Hand, Foot and Mouth
Hand foot and mouth disease is a viral infection that causes a sore throat, fever and little ulcers to form in the mouth, on the hands, feet, legs and also the buttocks and the back. It’s a fairly common condition in children under 10, and though it is inconvenient, unpleasant and easily spread, it is not particularly harmful. Hand, foot and mouth is not the same thing as foot and mouth disease, which affects cows, sheep and pigs and is only very, very rarely passed on to humans.
The early symptoms of hand, foot and mouth are similar to a cold, and the disease is spread in much the same way: through coming into direct contact with someone who is already infected, especially when they are sneezing or coughing. It can also be spread by touching the blisters themselves, or by coming into contact with an infected child’s poo – including dirty nappies. The symptoms themselves last for about a week, but children can still pass it on to others two or three weeks after the symptoms have gone.
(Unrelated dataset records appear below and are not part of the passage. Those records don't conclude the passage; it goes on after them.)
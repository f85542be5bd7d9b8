// Copyright (C) 2026 The Workbay Authors
// Use of this source code is governed by an MIT-style
// license that can be found in the LICENSE file or at
// https://opensource.org/licenses/MIT.

//! Database backend-specific code.
//!
//! This module isolates backend-specific initialization, migration,
//! and helper functions that cannot be expressed in Diesel DSL.
//!
//! Backend-specific code is limited to:
//!
//! - Connection initialization
//! - Migration execution
//! - Backend-specific configuration (PRAGMA statements)
//! - Backend-specific workarounds for missing Diesel DSL features
//!
//! All domain queries and mutations live in `queries/` and `mutations/`.

pub mod sqlite;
The blisters themselves will appear inside the mouth (these can be on the tongue, the gums or inside the cheeks) and there may also be a red rash, particularly on the palms of the hands and the soles of the feet, but potentially spreading across the body. These spots or blisters don’t itch, but the area will feel sore and tender.
There’s no cure for hand, foot and mouth, but in most cases the body will fight off the symptoms in about a week. Junior paracetemol will help ease the temperature, and give your child plenty of liquid to keep them hydrated.
Though not harmful, this is a very infectious condition. Unfortunately, there’s not much parents can do to guard against it other than keeping your child away from anyone who is infected, and making sure they keep their hands clean after going to the loo.